- Gage Park Bungalow Historic District
- U.S. National Register of Historic Places
- U.S. Historic district
- Location: Roughly bounded by West 55th St., South Washtenaw Ave., West 59th St. & South Sacramento Ave., Chicago, Illinois
- Coordinates: 41°47′24″N 87°41′42″W﻿ / ﻿41.79000°N 87.69500°W
- Architectural style: Chicago Bungalow
- MPS: Chicago Bungalows MPS
- NRHP reference No.: 16000895
- Added to NRHP: March 13, 2020

= Gage Park Bungalow Historic District =

The Gage Park Bungalow Historic District is a residential historic district in the Gage Park neighborhood of Chicago, Illinois. The district includes 465 Chicago bungalows and eighteen other residential buildings. The bungalows were built between 1919 and 1931, a time in which single-family homeownership became broadly accessible in Chicago; as bungalows could be mass-built affordably, they appealed to these new homeowners. Gage Park, an underbuilt neighborhood in southwest Chicago, was one of the many outlying areas of the city in which large numbers of new bungalows were built in the early twentieth century. While the bungalows have a consistent shape and are set back evenly from the street, giving the district a uniform appearance, variations in color, brick patterns, and roof forms differentiate the individual houses.

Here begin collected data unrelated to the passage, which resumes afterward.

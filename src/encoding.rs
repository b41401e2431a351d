//! Character encoding detection and transcoding.
//!
//! Raw message bodies carry their charset either in an HTML `<meta>` tag or
//! in the MIME `Content-Type` header of the part. This module detects it and
//! converts the bytes to UTF-8.

use encoding_rs::{Encoding, UTF_8};
use mailparse::{parse_content_type, parse_headers, MailHeaderMap};

use crate::error::{Error, Result};
use crate::patterns::{CHARSET_META, MIME_CHARSET, MIME_HEADER_START};
use crate::quoted_printable;

/// Detect character encoding from raw message bytes.
///
/// Looks for charset declarations in the following order:
/// 1. `<meta charset="...">` or `<meta http-equiv ... content="...; charset=...">`
/// 2. A MIME `Content-Type: ...; charset=...` header line
/// 3. Defaults to UTF-8 if no declaration found
///
/// Only examines the first 1024 bytes.
#[must_use]
pub fn detect_encoding(bytes: &[u8]) -> &'static Encoding {
    let head = &bytes[..bytes.len().min(1024)];
    let head_str = String::from_utf8_lossy(head);

    declared_charset(&head_str)
        .and_then(|label| Encoding::for_label(label.as_bytes()))
        .unwrap_or(UTF_8)
}

fn declared_charset(head: &str) -> Option<String> {
    CHARSET_META
        .captures(head)
        .or_else(|| MIME_CHARSET.captures(head))
        .and_then(|c| c.get(1))
        .map(|m| m.as_str().to_string())
}

/// Transcode raw bytes to a UTF-8 string using the detected encoding.
///
/// Invalid sequences become U+FFFD rather than causing errors.
///
/// # Examples
///
/// ```
/// use mail_cleaner::encoding::transcode_to_utf8;
///
/// let html = b"<meta charset=\"ISO-8859-1\"><p>Caf\xE9</p>";
/// assert!(transcode_to_utf8(html).contains("Café"));
/// ```
#[must_use]
pub fn transcode_to_utf8(bytes: &[u8]) -> String {
    let encoding = detect_encoding(bytes);
    log::trace!("transcoding {} bytes from {}", bytes.len(), encoding.name());
    decode_lossy(bytes, encoding)
}

/// Transcode raw bytes to UTF-8 using an explicit charset label.
///
/// Labels follow the WHATWG Encoding Standard, so `latin1` and
/// `iso-8859-1` both resolve to windows-1252.
///
/// # Errors
///
/// Returns [`Error::UnknownEncoding`] when the label is not recognised.
pub fn transcode_with_label(bytes: &[u8], label: &str) -> Result<String> {
    let encoding = Encoding::for_label(label.trim().as_bytes())
        .ok_or_else(|| Error::UnknownEncoding(label.to_string()))?;
    Ok(decode_lossy(bytes, encoding))
}

/// A raw MIME part: its parsed headers and the body that follows them.
#[derive(Debug, Clone, PartialEq, Eq)]
pub struct MimePart<'a> {
    content_type: Option<String>,
    transfer_encoding: Option<String>,
    /// Body bytes, still in their transfer encoding.
    pub body: &'a [u8],
}

impl<'a> MimePart<'a> {
    /// Split a leading MIME header block off `bytes`.
    ///
    /// Returns `None` unless the first line is a `Content-*` or
    /// `MIME-Version` header and the block parses.
    #[must_use]
    pub fn split(bytes: &'a [u8]) -> Option<Self> {
        let first_line = bytes.split(|&b| b == b'\n').next().unwrap_or_default();
        if !MIME_HEADER_START.is_match(&String::from_utf8_lossy(first_line)) {
            return None;
        }

        let (headers, body_start) = match parse_headers(bytes) {
            Ok(parsed) => parsed,
            Err(err) => {
                log::debug!("treating input as a document, MIME headers did not parse: {err}");
                return None;
            }
        };

        Some(Self {
            content_type: headers.get_first_value("Content-Type"),
            transfer_encoding: headers.get_first_value("Content-Transfer-Encoding"),
            body: bytes.get(body_start..).unwrap_or_default(),
        })
    }

    /// Charset declared in the `Content-Type` header, if recognised.
    #[must_use]
    pub fn charset(&self) -> Option<&'static Encoding> {
        let content_type = parse_content_type(self.content_type.as_deref()?);
        let label = content_type.params.get("charset")?;
        Encoding::for_label(label.trim().as_bytes())
    }

    /// Whether the body is quoted-printable encoded.
    #[must_use]
    pub fn is_quoted_printable(&self) -> bool {
        self.transfer_encoding
            .as_deref()
            .is_some_and(|cte| cte.trim().eq_ignore_ascii_case("quoted-printable"))
    }

    /// Body bytes with the transfer encoding removed.
    #[must_use]
    pub fn decoded_body(&self) -> Vec<u8> {
        if self.is_quoted_printable() {
            quoted_printable::decode_bytes(self.body)
        } else {
            self.body.to_vec()
        }
    }

    /// Body as UTF-8, using the header charset, then any `<meta>` in the
    /// body, then UTF-8.
    #[must_use]
    pub fn body_text(&self) -> String {
        let body = self.decoded_body();
        let encoding = self.charset().unwrap_or_else(|| detect_encoding(&body));
        log::trace!("MIME part body: {} bytes from {}", body.len(), encoding.name());
        decode_lossy(&body, encoding)
    }
}

fn decode_lossy(bytes: &[u8], encoding: &'static Encoding) -> String {
    if encoding == UTF_8 {
        return String::from_utf8_lossy(bytes).into_owned();
    }

    let (decoded, _encoding_used, had_errors) = encoding.decode(bytes);
    if had_errors {
        log::debug!("malformed {} input replaced with U+FFFD", encoding.name());
    }
    decoded.into_owned()
}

The district was added to the National Register of Historic Places on March 13, 2020.

== Architecture ==
The district’s houses follow the characteristic Chicago bungalow form: narrow, rectangular brick buildings generally rising one-and-a-half stories above full basements. Common features include low-pitched hipped roofs, broad overhanging eaves and large front windows. Although the houses share a consistent scale and setback, variations in brickwork, roof forms and decorative details distinguish individual buildings.